___ THE INPUT
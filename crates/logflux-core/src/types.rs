//! Core types for logflux-core.
//!
//! This module defines the data structures that flow through the engine: the
//! inbound [`Record`], the outbound [`Point`], and the typed [`FieldValue`]
//! stored in a point's field set.

use std::collections::{BTreeMap, HashMap};

use serde_json::Value;

/// Tag key every point carries, set from [`Record::source`].
pub const SOURCE_TAG: &str = "source";

/// An inbound structured log event.
///
/// Records are produced by the host pipeline (or the NDJSON ingestor) once
/// per log event and are read-only to the engine.
#[derive(Debug, Clone, PartialEq)]
pub struct Record {
    /// Event timestamp (UTC). Only millisecond precision reaches the point.
    pub timestamp: chrono::DateTime<chrono::Utc>,
    /// Source identifier (usually the emitting host).
    pub source: String,
    /// Named field values. A JSON `null` is treated the same as a missing key.
    pub fields: HashMap<String, Value>,
}

impl Record {
    pub fn new(timestamp: chrono::DateTime<chrono::Utc>, source: impl Into<String>) -> Self {
        Self {
            timestamp,
            source: source.into(),
            fields: HashMap::new(),
        }
    }

    /// Add a field, consuming and returning the record.
    pub fn with_field(mut self, name: impl Into<String>, value: impl Into<Value>) -> Self {
        self.fields.insert(name.into(), value.into());
        self
    }

    /// Look up a field. Returns `None` for missing keys and JSON nulls.
    pub fn get(&self, name: &str) -> Option<&Value> {
        self.fields.get(name).filter(|v| !v.is_null())
    }
}

/// Render a field value the way tags, equality matchers and regex matchers
/// see it: strings verbatim, scalars via their display form, arrays and
/// objects as compact JSON.
pub fn stringify(value: &Value) -> String {
    match value {
        Value::String(s) => s.clone(),
        Value::Null => "null".to_string(),
        Value::Bool(b) => b.to_string(),
        Value::Number(n) => n.to_string(),
        other => other.to_string(),
    }
}

/// A value stored in a point's field set.
#[derive(Debug, Clone, PartialEq)]
pub enum FieldValue {
    Boolean(bool),
    /// Signed integer, the default for integral JSON numbers.
    Integer(i64),
    /// Only used for integers above `i64::MAX`.
    UInteger(u64),
    Float(f64),
    String(String),
}

impl FieldValue {
    /// Coerce a mapped value into a field value.
    ///
    /// Precedence is boolean, then number (keeping the integer/float
    /// distinction of the source), then any other non-null value as text.
    /// Null yields `None`: the field is omitted.
    pub fn from_value(value: &Value) -> Option<Self> {
        match value {
            Value::Null => None,
            Value::Bool(b) => Some(Self::Boolean(*b)),
            Value::Number(n) => {
                if let Some(i) = n.as_i64() {
                    Some(Self::Integer(i))
                } else if let Some(u) = n.as_u64() {
                    Some(Self::UInteger(u))
                } else {
                    n.as_f64().map(Self::Float)
                }
            }
            other => Some(Self::String(stringify(other))),
        }
    }
}

impl std::fmt::Display for FieldValue {
    fn fmt(&self, f: &mut std::fmt::Formatter<'_>) -> std::fmt::Result {
        match self {
            FieldValue::Boolean(b) => write!(f, "{b}"),
            FieldValue::Integer(i) => write!(f, "{i}"),
            FieldValue::UInteger(u) => write!(f, "{u}"),
            FieldValue::Float(v) => write!(f, "{v}"),
            FieldValue::String(s) => write!(f, "{s}"),
        }
    }
}

/// An outbound time-series sample.
///
/// Tags and fields are kept in `BTreeMap`s so iteration (and therefore any
/// serialised form) is ordered by key.
#[derive(Debug, Clone, PartialEq)]
pub struct Point {
    pub measurement: String,
    pub timestamp_millis: i64,
    /// Always contains [`SOURCE_TAG`].
    pub tags: BTreeMap<String, String>,
    pub fields: BTreeMap<String, FieldValue>,
}

impl Point {
    pub fn tag(&self, key: &str) -> Option<&str> {
        self.tags.get(key).map(String::as_str)
    }

    pub fn field(&self, key: &str) -> Option<&FieldValue> {
        self.fields.get(key)
    }
}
______
*PROBLEM REQUIREMENTS*: Exactly reproduce every line found in the records.

*RESPONSE BOX*:
filename crates/logflux-core/src/types.rs
//! Core types for logflux-core.
//!
//! This module defines the data structures that flow through the engine: the
//! inbound [`Record`], the outbound [`Point`], and the typed [`FieldValue`]
//! stored in a point's field set.

use std::collections::{BTreeMap, HashMap};

use serde_json::Value;

/// Tag key every point carries, set from [`Record::source`].
pub const SOURCE_TAG: &str = "source";

/// An inbound structured log event.
///
/// Records are produced by the host pipeline (or the NDJSON ingestor) once
/// per log event and are read-only to the engine.
#[derive(Debug, Clone, PartialEq)]
pub struct Record {
    /// Event timestamp (UTC). Only millisecond precision reaches the point.
    pub timestamp: chrono::DateTime<chrono::Utc>,
    /// Source identifier (usually the emitting host).
    pub source: String,
    /// Named field values. A JSON `null` is treated the same as a missing key.
    pub fields: HashMap<String, Value>,
}

impl Record {
    pub fn new(timestamp: chrono::DateTime<chrono::Utc>, source: impl Into<String>) -> Self {
        Self {
            timestamp,
            source: source.into(),
            fields: HashMap::new(),
        }
    }

    /// Add a field, consuming and returning the record.
    pub fn with_field(mut self, name: impl Into<String>, value: impl Into<Value>) -> Self {
        self.fields.insert(name.into(), value.into());
        self
    }

    /// Look up a field. Returns `None` for missing keys and JSON nulls.
    pub fn get(&self, name: &str) -> Option<&Value> {
        self.fields.get(name).filter(|v| !v.is_null())
    }
}

/// Render a field value the way tags, equality matchers and regex matchers
/// see it: strings verbatim, scalars via their display form, arrays and
/// objects as compact JSON.
pub fn stringify(value: &Value) -> String {
    match value {
        Value::String(s) => s.clone(),
        Value::Null => "null".to_string(),
        Value::Bool(b) => b.to_string(),
        Value::Number(n) => n.to_string(),
        other => other.to_string(),
    }
}

/// A value stored in a point's field set.
#[derive(Debug, Clone, PartialEq)]
pub enum FieldValue {
    Boolean(bool),
    /// Signed integer, the default for integral JSON numbers.
    Integer(i64),
    /// Only used for integers above `i64::MAX`.
    UInteger(u64),
    Float(f64),
    String(String),
}

impl FieldValue {
    /// Coerce a mapped value into a field value.
    ///
    /// Precedence is boolean, then number (keeping the integer/float
    /// distinction of the source), then any other non-null value as text.
    /// Null yields `None`: the field is omitted.
    pub fn from_value(value: &Value) -> Option<Self> {
        match value {
            Value::Null => None,
            Value::Bool(b) => Some(Self::Boolean(*b)),
            Value::Number(n) => {
                if let Some(i) = n.as_i64() {
                    Some(Self::Integer(i))
                } else if let Some(u) = n.as_u64() {
                    Some(Self::UInteger(u))
                } else {
                    n.as_f64().map(Self::Float)
                }
            }
            other => Some(Self::String(stringify(other))),
        }
    }
}

impl std::fmt::Display for FieldValue {
    fn fmt(&self, f: &mut std::fmt::Formatter<'_>) -> std::fmt::Result {
        match self {
            FieldValue::Boolean(b) => write!(f, "{b}"),
            FieldValue::Integer(i) => write!(f, "{i}"),
            FieldValue::UInteger(u) => write!(f, "{u}"),
            FieldValue::Float(v) => write!(f, "{v}"),
            FieldValue::String(s) => write!(f, "{s}"),
        }
    }
}

/// An outbound time-series sample.
///
/// Tags and fields are kept in `BTreeMap`s so iteration (and therefore any
/// serialised form) is ordered by key.
#[derive(Debug, Clone, PartialEq)]
pub struct Point {
    pub measurement: String,
    pub timestamp_millis: i64,
    /// Always contains [`SOURCE_TAG`].
    pub tags: BTreeMap<String, String>,
    pub fields: BTreeMap<String, FieldValue>,
}

impl Point {
    pub fn tag(&self, key: &str) -> Option<&str> {
        self.tags.get(key).map(String::as_str)
    }

    pub fn field(&self, key: &str) -> Option<&FieldValue> {
        self.fields.get(key)
    }
}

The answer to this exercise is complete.